┌─ Data to examine

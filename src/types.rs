/// Semantic types assignable to kernel values (closed vocabulary).
#[derive(Clone, Copy, Debug, PartialEq, Eq, Hash)]
pub enum Ty {
    Number,
    Float,
    Integer,
    /// An integer-valued literal, promoted to `Number` (or `Integer` inside
    /// a for-loop init) when stored into a declaration slot.
    LiteralInteger,
    Boolean,
    Array2,
    Array3,
    Array4,
    Array,
    Array2D,
    Array3D,
    Input,
    HTMLImage,
    HTMLImageArray,
    NumberTexture,
    ArrayTexture4,
}

impl Ty {
    /// The element type obtained by one level of indexing, or `None` for
    /// non-indexable types.
    pub fn index_once(&self) -> Option<Ty> {
        match self {
            Ty::Array => Some(Ty::Number),
            Ty::Array2 => Some(Ty::Number),
            Ty::Array3 => Some(Ty::Number),
            Ty::Array4 => Some(Ty::Number),
            Ty::Array2D => Some(Ty::Number),
            Ty::Array3D => Some(Ty::Number),
            Ty::Input => Some(Ty::Number),
            Ty::HTMLImage => Some(Ty::Array4),
            Ty::HTMLImageArray => Some(Ty::Array4),
            Ty::NumberTexture => Some(Ty::Number),
            Ty::ArrayTexture4 => Some(Ty::Array4),
            _ => None,
        }
    }

    pub fn display(&self) -> &'static str {
        match self {
            Ty::Number => "Number",
            Ty::Float => "Float",
            Ty::Integer => "Integer",
            Ty::LiteralInteger => "LiteralInteger",
            Ty::Boolean => "Boolean",
            Ty::Array2 => "Array(2)",
            Ty::Array3 => "Array(3)",
            Ty::Array4 => "Array(4)",
            Ty::Array => "Array",
            Ty::Array2D => "Array2D",
            Ty::Array3D => "Array3D",
            Ty::Input => "Input",
            Ty::HTMLImage => "HTMLImage",
            Ty::HTMLImageArray => "HTMLImageArray",
            Ty::NumberTexture => "NumberTexture",
            Ty::ArrayTexture4 => "ArrayTexture(4)",
        }
    }

    /// Parse a type from its display name (settings files, CLI flags,
    /// serialized payloads).
    pub fn from_name(name: &str) -> Option<Ty> {
        let ty = match name {
            "Number" => Ty::Number,
            "Float" => Ty::Float,
            "Integer" => Ty::Integer,
            "LiteralInteger" => Ty::LiteralInteger,
            "Boolean" => Ty::Boolean,
            "Array(2)" => Ty::Array2,
            "Array(3)" => Ty::Array3,
            "Array(4)" => Ty::Array4,
            "Array" => Ty::Array,
            "Array2D" => Ty::Array2D,
            "Array3D" => Ty::Array3D,
            "Input" => Ty::Input,
            "HTMLImage" => Ty::HTMLImage,
            "HTMLImageArray" => Ty::HTMLImageArray,
            "NumberTexture" => Ty::NumberTexture,
            "ArrayTexture(4)" => Ty::ArrayTexture4,
            _ => return None,
        };
        Some(ty)
    }

    /// `Float` surfaces as `Number` when read back through the constant
    /// oracle.
    pub fn normalized_constant(&self) -> Ty {
        match self {
            Ty::Float => Ty::Number,
            other => *other,
        }
    }
}

impl std::fmt::Display for Ty {
    fn fmt(&self, f: &mut std::fmt::Formatter<'_>) -> std::fmt::Result {
        write!(f, "{}", self.display())
    }
}

#[cfg(test)]
mod tests {
    use super::*;

    #[test]
    fn test_lookup_map_exact() {
        // The one-step indexing table, entry for entry.
        assert_eq!(Ty::Array.index_once(), Some(Ty::Number));
        assert_eq!(Ty::Array2.index_once(), Some(Ty::Number));
        assert_eq!(Ty::Array3.index_once(), Some(Ty::Number));
        assert_eq!(Ty::Array4.index_once(), Some(Ty::Number));
        assert_eq!(Ty::Array2D.index_once(), Some(Ty::Number));
        assert_eq!(Ty::Array3D.index_once(), Some(Ty::Number));
        assert_eq!(Ty::HTMLImage.index_once(), Some(Ty::Array4));
        assert_eq!(Ty::HTMLImageArray.index_once(), Some(Ty::Array4));
        assert_eq!(Ty::NumberTexture.index_once(), Some(Ty::Number));
        assert_eq!(Ty::ArrayTexture4.index_once(), Some(Ty::Array4));
    }

    #[test]
    fn test_scalars_do_not_index() {
        assert_eq!(Ty::Number.index_once(), None);
        assert_eq!(Ty::Integer.index_once(), None);
        assert_eq!(Ty::Boolean.index_once(), None);
        assert_eq!(Ty::LiteralInteger.index_once(), None);
    }

    #[test]
    fn test_display_round_trip() {
        for ty in [
            Ty::Number,
            Ty::Float,
            Ty::Integer,
            Ty::LiteralInteger,
            Ty::Boolean,
            Ty::Array2,
            Ty::Array3,
            Ty::Array4,
            Ty::Array,
            Ty::Array2D,
            Ty::Array3D,
            Ty::Input,
            Ty::HTMLImage,
            Ty::HTMLImageArray,
            Ty::NumberTexture,
            Ty::ArrayTexture4,
        ] {
            assert_eq!(Ty::from_name(ty.display()), Some(ty));
        }
        assert_eq!(Ty::from_name("Array(5)"), None);
    }

    #[test]
    fn test_float_normalizes_to_number() {
        assert_eq!(Ty::Float.normalized_constant(), Ty::Number);
        assert_eq!(Ty::Integer.normalized_constant(), Ty::Integer);
    }
}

└─

#### [Aim of the task]
Look through the entries above, find each line containing "NumberTexture", and copy it.

#### [Output for this exercise]
    NumberTexture,
            Ty::NumberTexture => Some(Ty::Number),
            Ty::NumberTexture => "NumberTexture",
            "NumberTexture" => Ty::NumberTexture,
        assert_eq!(Ty::NumberTexture.index_once(), Some(Ty::Number));
            Ty::NumberTexture,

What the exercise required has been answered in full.